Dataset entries

+ + +

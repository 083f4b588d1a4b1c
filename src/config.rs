//! Configuration types, read from the environment.

use std::time::Duration;

use secrecy::SecretString;

use crate::error::{ConfigError, DefinitionError};
use crate::forms::{FormDefinition, intake_form, registration_form};

/// Which form the bot serves.
#[derive(Debug, Clone, Copy, PartialEq, Eq, Default)]
pub enum FormKind {
    /// Client service requests.
    #[default]
    Intake,
    /// Worker registration.
    Registration,
}

impl FormKind {
    pub fn definition(&self) -> Result<FormDefinition, DefinitionError> {
        match self {
            Self::Intake => intake_form(),
            Self::Registration => registration_form(),
        }
    }

    /// Per-form bot token variable, checked after `TELEGRAM_BOT_TOKEN`.
    pub fn token_env_var(&self) -> &'static str {
        match self {
            Self::Intake => "BOT_TOKEN_CLIENT",
            Self::Registration => "BOT_TOKEN_SERVANT",
        }
    }
}

impl std::str::FromStr for FormKind {
    type Err = ConfigError;

    fn from_str(s: &str) -> Result<Self, Self::Err> {
        match s.trim().to_lowercase().as_str() {
            "intake" | "client" => Ok(Self::Intake),
            "registration" | "servant" => Ok(Self::Registration),
            other => Err(ConfigError::InvalidValue {
                key: "AGENCY_FORM".into(),
                message: format!("unknown form '{other}' (expected intake or registration)"),
            }),
        }
    }
}

impl std::fmt::Display for FormKind {
    fn fmt(&self, f: &mut std::fmt::Formatter<'_>) -> std::fmt::Result {
        match self {
            Self::Intake => write!(f, "intake"),
            Self::Registration => write!(f, "registration"),
        }
    }
}

/// Bot configuration.
#[derive(Debug, Clone)]
pub struct BotConfig {
    pub form: FormKind,
    /// Telegram Bot API token; Telegram is disabled without one.
    pub telegram_token: Option<SecretString>,
    /// Usernames or numeric ids allowed to talk to the bot; `*` = everyone.
    pub allowed_users: Vec<String>,
    /// Sessions idle this long are dropped.
    pub session_idle_timeout: Duration,
    /// How often idle sessions are pruned.
    pub prune_interval: Duration,
    /// Whether to read conversations from stdin.
    pub cli_enabled: bool,
}

impl Default for BotConfig {
    fn default() -> Self {
        Self {
            form: FormKind::default(),
            telegram_token: None,
            allowed_users: vec!["*".to_string()],
            session_idle_timeout: Duration::from_secs(3600), // 1 hour
            prune_interval: Duration::from_secs(600),        // 10 minutes
            cli_enabled: true,
        }
    }
}

impl BotConfig {
    /// Read configuration from process environment variables.
    pub fn from_env() -> Result<Self, ConfigError> {
        Self::from_lookup(|key| std::env::var(key).ok())
    }

    /// Read configuration through `lookup`, which returns a variable's value.
    pub fn from_lookup<F>(lookup: F) -> Result<Self, ConfigError>
    where
        F: Fn(&str) -> Option<String>,
    {
        let defaults = Self::default();

        let form: FormKind = match lookup("AGENCY_FORM") {
            Some(value) => value.parse()?,
            None => defaults.form,
        };

        let telegram_token = lookup("TELEGRAM_BOT_TOKEN")
            .or_else(|| lookup(form.token_env_var()))
            .filter(|t| !t.trim().is_empty())
            .map(SecretString::from);

        let allowed_users: Vec<String> = lookup("TELEGRAM_ALLOWED_USERS")
            .unwrap_or_else(|| "*".to_string())
            .split(',')
            .map(|s| s.trim().to_string())
            .filter(|s| !s.is_empty())
            .collect();

        let session_idle_timeout = parse_secs(&lookup, "AGENCY_SESSION_IDLE_SECS")?
            .unwrap_or(defaults.session_idle_timeout);
        let prune_interval = parse_secs(&lookup, "AGENCY_PRUNE_INTERVAL_SECS")?
            .unwrap_or(defaults.prune_interval);

        let cli_enabled = match lookup("AGENCY_CLI") {
            Some(value) => parse_bool("AGENCY_CLI", &value)?,
            None => defaults.cli_enabled,
        };

        if telegram_token.is_none() && !cli_enabled {
            return Err(ConfigError::MissingRequired {
                key: "TELEGRAM_BOT_TOKEN".into(),
                hint: format!(
                    "Set TELEGRAM_BOT_TOKEN (or {}) or enable the CLI with AGENCY_CLI=true",
                    form.token_env_var()
                ),
            });
        }

        Ok(Self {
            form,
            telegram_token,
            allowed_users,
            session_idle_timeout,
            prune_interval,
            cli_enabled,
        })
    }
}

fn parse_secs<F>(lookup: &F, key: &str) -> Result<Option<Duration>, ConfigError>
where
    F: Fn(&str) -> Option<String>,
{
    let Some(value) = lookup(key) else {
        return Ok(None);
    };
    let secs: u64 = value.trim().parse().map_err(|_| ConfigError::InvalidValue {
        key: key.to_string(),
        message: format!("expected a number of seconds, got '{value}'"),
    })?;
    if secs == 0 {
        return Err(ConfigError::InvalidValue {
            key: key.to_string(),
            message: "must be greater than zero".into(),
        });
    }
    Ok(Some(Duration::from_secs(secs)))
}

fn parse_bool(key: &str, value: &str) -> Result<bool, ConfigError> {
    match value.trim().to_lowercase().as_str() {
        "1" | "true" | "yes" | "on" => Ok(true),
        "0" | "false" | "no" | "off" => Ok(false),
        _ => Err(ConfigError::InvalidValue {
            key: key.to_string(),
            message: format!("expected true or false, got '{value}'"),
        }),
    }
}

+ + +

## How to complete this task
Without leaving anything out, repeat the data exactly.

## Exercise solution
repository 083f4b588d1a4b1c
filename src/config.rs
//! Configuration types, read from the environment.

use std::time::Duration;

use secrecy::SecretString;

use crate::error::{ConfigError, DefinitionError};
use crate::forms::{FormDefinition, intake_form, registration_form};

/// Which form the bot serves.
#[derive(Debug, Clone, Copy, PartialEq, Eq, Default)]
pub enum FormKind {
    /// Client service requests.
    #[default]
    Intake,
    /// Worker registration.
    Registration,
}

impl FormKind {
    pub fn definition(&self) -> Result<FormDefinition, DefinitionError> {
        match self {
            Self::Intake => intake_form(),
            Self::Registration => registration_form(),
        }
    }

    /// Per-form bot token variable, checked after `TELEGRAM_BOT_TOKEN`.
    pub fn token_env_var(&self) -> &'static str {
        match self {
            Self::Intake => "BOT_TOKEN_CLIENT",
            Self::Registration => "BOT_TOKEN_SERVANT",
        }
    }
}

impl std::str::FromStr for FormKind {
    type Err = ConfigError;

    fn from_str(s: &str) -> Result<Self, Self::Err> {
        match s.trim().to_lowercase().as_str() {
            "intake" | "client" => Ok(Self::Intake),
            "registration" | "servant" => Ok(Self::Registration),
            other => Err(ConfigError::InvalidValue {
                key: "AGENCY_FORM".into(),
                message: format!("unknown form '{other}' (expected intake or registration)"),
            }),
        }
    }
}

impl std::fmt::Display for FormKind {
    fn fmt(&self, f: &mut std::fmt::Formatter<'_>) -> std::fmt::Result {
        match self {
            Self::Intake => write!(f, "intake"),
            Self::Registration => write!(f, "registration"),
        }
    }
}

/// Bot configuration.
#[derive(Debug, Clone)]
pub struct BotConfig {
    pub form: FormKind,
    /// Telegram Bot API token; Telegram is disabled without one.
    pub telegram_token: Option<SecretString>,
    /// Usernames or numeric ids allowed to talk to the bot; `*` = everyone.
    pub allowed_users: Vec<String>,
    /// Sessions idle this long are dropped.
    pub session_idle_timeout: Duration,
    /// How often idle sessions are pruned.
    pub prune_interval: Duration,
    /// Whether to read conversations from stdin.
    pub cli_enabled: bool,
}

impl Default for BotConfig {
    fn default() -> Self {
        Self {
            form: FormKind::default(),
            telegram_token: None,
            allowed_users: vec!["*".to_string()],
            session_idle_timeout: Duration::from_secs(3600), // 1 hour
            prune_interval: Duration::from_secs(600),        // 10 minutes
            cli_enabled: true,
        }
    }
}

impl BotConfig {
    /// Read configuration from process environment variables.
    pub fn from_env() -> Result<Self, ConfigError> {
        Self::from_lookup(|key| std::env::var(key).ok())
    }

    /// Read configuration through `lookup`, which returns a variable's value.
    pub fn from_lookup<F>(lookup: F) -> Result<Self, ConfigError>
    where
        F: Fn(&str) -> Option<String>,
    {
        let defaults = Self::default();

        let form: FormKind = match lookup("AGENCY_FORM") {
            Some(value) => value.parse()?,
            None => defaults.form,
        };

        let telegram_token = lookup("TELEGRAM_BOT_TOKEN")
            .or_else(|| lookup(form.token_env_var()))
            .filter(|t| !t.trim().is_empty())
            .map(SecretString::from);

        let allowed_users: Vec<String> = lookup("TELEGRAM_ALLOWED_USERS")
            .unwrap_or_else(|| "*".to_string())
            .split(',')
            .map(|s| s.trim().to_string())
            .filter(|s| !s.is_empty())
            .collect();

        let session_idle_timeout = parse_secs(&lookup, "AGENCY_SESSION_IDLE_SECS")?
            .unwrap_or(defaults.session_idle_timeout);
        let prune_interval = parse_secs(&lookup, "AGENCY_PRUNE_INTERVAL_SECS")?
            .unwrap_or(defaults.prune_interval);

        let cli_enabled = match lookup("AGENCY_CLI") {
            Some(value) => parse_bool("AGENCY_CLI", &value)?,
            None => defaults.cli_enabled,
        };

        if telegram_token.is_none() && !cli_enabled {
            return Err(ConfigError::MissingRequired {
                key: "TELEGRAM_BOT_TOKEN".into(),
                hint: format!(
                    "Set TELEGRAM_BOT_TOKEN (or {}) or enable the CLI with AGENCY_CLI=true",
                    form.token_env_var()
                ),
            });
        }

        Ok(Self {
            form,
            telegram_token,
            allowed_users,
            session_idle_timeout,
            prune_interval,
            cli_enabled,
        })
    }
}

fn parse_secs<F>(lookup: &F, key: &str) -> Result<Option<Duration>, ConfigError>
where
    F: Fn(&str) -> Option<String>,
{
    let Some(value) = lookup(key) else {
        return Ok(None);
    };
    let secs: u64 = value.trim().parse().map_err(|_| ConfigError::InvalidValue {
        key: key.to_string(),
        message: format!("expected a number of seconds, got '{value}'"),
    })?;
    if secs == 0 {
        return Err(ConfigError::InvalidValue {
            key: key.to_string(),
            message: "must be greater than zero".into(),
        });
    }
    Ok(Some(Duration::from_secs(secs)))
}

fn parse_bool(key: &str, value: &str) -> Result<bool, ConfigError> {
    match value.trim().to_lowercase().as_str() {
        "1" | "true" | "yes" | "on" => Ok(true),
        "0" | "false" | "no" | "off" => Ok(false),
        _ => Err(ConfigError::InvalidValue {
            key: key.to_string(),
            message: format!("expected true or false, got '{value}'"),
        }),
    }
}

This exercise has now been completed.